Print out the records precisely, keeping each line identical to its source.

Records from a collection

◇ ◇ ◇ ◇

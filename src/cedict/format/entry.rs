//! # CC-CEDICT Line Parsing
//!
//! Every dictionary line has the shape
//!
//! ```text
//! Traditional Simplified [pin1 yin1] /English equivalent 1/equivalent 2/
//! 中國 中国 [Zhong1 guo2] /China/Middle Kingdom/
//! ```
//!
//! Only the two headwords and the bracketed pronunciation are kept; the
//! glossary after it is ignored.

use crate::cedict::types::models::{Entry, Syllable};

/// Outcome of parsing one line of a dictionary file.
#[derive(Debug, PartialEq, Eq)]
pub enum ParsedLine {
    /// Blank line or `#` comment.
    Skip,
    Entry(Entry),
    /// The line is neither skippable nor a well-formed entry.
    Invalid,
}

/// A token produced by [`Tokens`].
#[derive(Debug, Clone, Copy, PartialEq, Eq)]
enum Token<'a> {
    /// A whitespace-delimited word.
    Plain(&'a str),
    /// The contents of a `[...]` group, brackets stripped.
    Bracketed(&'a str),
    /// A `[` with no matching `]`.
    Unterminated,
}

/// Splits a line into whitespace-delimited tokens, reading `[...]` as one token.
///
/// A `[` also ends a plain token, so `中国[zhong1]` yields two tokens.
struct Tokens<'a> {
    rest: &'a str,
}

impl<'a> Tokens<'a> {
    fn new(line: &'a str) -> Self {
        Self { rest: line }
    }
}

impl<'a> Iterator for Tokens<'a> {
    type Item = Token<'a>;

    fn next(&mut self) -> Option<Self::Item> {
        self.rest = self.rest.trim_start_matches(char::is_whitespace);
        if self.rest.is_empty() {
            return None;
        }

        if let Some(group) = self.rest.strip_prefix('[') {
            return Some(match group.find(']') {
                Some(end) => {
                    self.rest = &group[end + 1..];
                    Token::Bracketed(&group[..end])
                }
                None => {
                    self.rest = "";
                    Token::Unterminated
                }
            });
        }

        let end = self
            .rest
            .find(|c: char| c.is_whitespace() || c == '[')
            .unwrap_or(self.rest.len());
        let (word, rest) = self.rest.split_at(end);
        self.rest = rest;
        Some(Token::Plain(word))
    }
}

/// Parses a single dictionary line.
///
/// A trailing `\r` is ignored so CRLF files load the same as LF files.
pub fn parse_line(line: &str) -> ParsedLine {
    let line = line.strip_suffix('\r').unwrap_or(line);
    let mut tokens = Tokens::new(line);

    let traditional = match tokens.next() {
        None => return ParsedLine::Skip,
        Some(Token::Plain(word)) if word.starts_with('#') => return ParsedLine::Skip,
        Some(Token::Plain(word)) => word,
        Some(_) => return ParsedLine::Invalid,
    };
    let simplified = match tokens.next() {
        Some(Token::Plain(word)) => word,
        _ => return ParsedLine::Invalid,
    };
    let pronunciation = match tokens.next() {
        Some(Token::Bracketed(group)) => group,
        _ => return ParsedLine::Invalid,
    };

    let syllables = parse_syllables(pronunciation);
    if syllables.is_empty() {
        return ParsedLine::Invalid;
    }

    ParsedLine::Entry(Entry {
        traditional: traditional.to_owned(),
        simplified: simplified.to_owned(),
        syllables,
    })
}

/// Splits the contents of a pronunciation group into syllables.
pub fn parse_syllables(group: &str) -> Vec<Syllable> {
    group.split_whitespace().map(Syllable::new).collect()
}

◇ ◇ ◇ ◇

ANSWER SECTION
filename src/cedict/format/entry.rs
//! # CC-CEDICT Line Parsing
//!
//! Every dictionary line has the shape
//!
//! ```text
//! Traditional Simplified [pin1 yin1] /English equivalent 1/equivalent 2/
//! 中國 中国 [Zhong1 guo2] /China/Middle Kingdom/
//! ```
//!
//! Only the two headwords and the bracketed pronunciation are kept; the
//! glossary after it is ignored.

use crate::cedict::types::models::{Entry, Syllable};

/// Outcome of parsing one line of a dictionary file.
#[derive(Debug, PartialEq, Eq)]
pub enum ParsedLine {
    /// Blank line or `#` comment.
    Skip,
    Entry(Entry),
    /// The line is neither skippable nor a well-formed entry.
    Invalid,
}

/// A token produced by [`Tokens`].
#[derive(Debug, Clone, Copy, PartialEq, Eq)]
enum Token<'a> {
    /// A whitespace-delimited word.
    Plain(&'a str),
    /// The contents of a `[...]` group, brackets stripped.
    Bracketed(&'a str),
    /// A `[` with no matching `]`.
    Unterminated,
}

/// Splits a line into whitespace-delimited tokens, reading `[...]` as one token.
///
/// A `[` also ends a plain token, so `中国[zhong1]` yields two tokens.
struct Tokens<'a> {
    rest: &'a str,
}

impl<'a> Tokens<'a> {
    fn new(line: &'a str) -> Self {
        Self { rest: line }
    }
}

impl<'a> Iterator for Tokens<'a> {
    type Item = Token<'a>;

    fn next(&mut self) -> Option<Self::Item> {
        self.rest = self.rest.trim_start_matches(char::is_whitespace);
        if self.rest.is_empty() {
            return None;
        }

        if let Some(group) = self.rest.strip_prefix('[') {
            return Some(match group.find(']') {
                Some(end) => {
                    self.rest = &group[end + 1..];
                    Token::Bracketed(&group[..end])
                }
                None => {
                    self.rest = "";
                    Token::Unterminated
                }
            });
        }

        let end = self
            .rest
            .find(|c: char| c.is_whitespace() || c == '[')
            .unwrap_or(self.rest.len());
        let (word, rest) = self.rest.split_at(end);
        self.rest = rest;
        Some(Token::Plain(word))
    }
}

/// Parses a single dictionary line.
///
/// A trailing `\r` is ignored so CRLF files load the same as LF files.
pub fn parse_line(line: &str) -> ParsedLine {
    let line = line.strip_suffix('\r').unwrap_or(line);
    let mut tokens = Tokens::new(line);

    let traditional = match tokens.next() {
        None => return ParsedLine::Skip,
        Some(Token::Plain(word)) if word.starts_with('#') => return ParsedLine::Skip,
        Some(Token::Plain(word)) => word,
        Some(_) => return ParsedLine::Invalid,
    };
    let simplified = match tokens.next() {
        Some(Token::Plain(word)) => word,
        _ => return ParsedLine::Invalid,
    };
    let pronunciation = match tokens.next() {
        Some(Token::Bracketed(group)) => group,
        _ => return ParsedLine::Invalid,
    };

    let syllables = parse_syllables(pronunciation);
    if syllables.is_empty() {
        return ParsedLine::Invalid;
    }

    ParsedLine::Entry(Entry {
        traditional: traditional.to_owned(),
        simplified: simplified.to_owned(),
        syllables,
    })
}

/// Splits the contents of a pronunciation group into syllables.
pub fn parse_syllables(group: &str) -> Vec<Syllable> {
    group.split_whitespace().map(Syllable::new).collect()
}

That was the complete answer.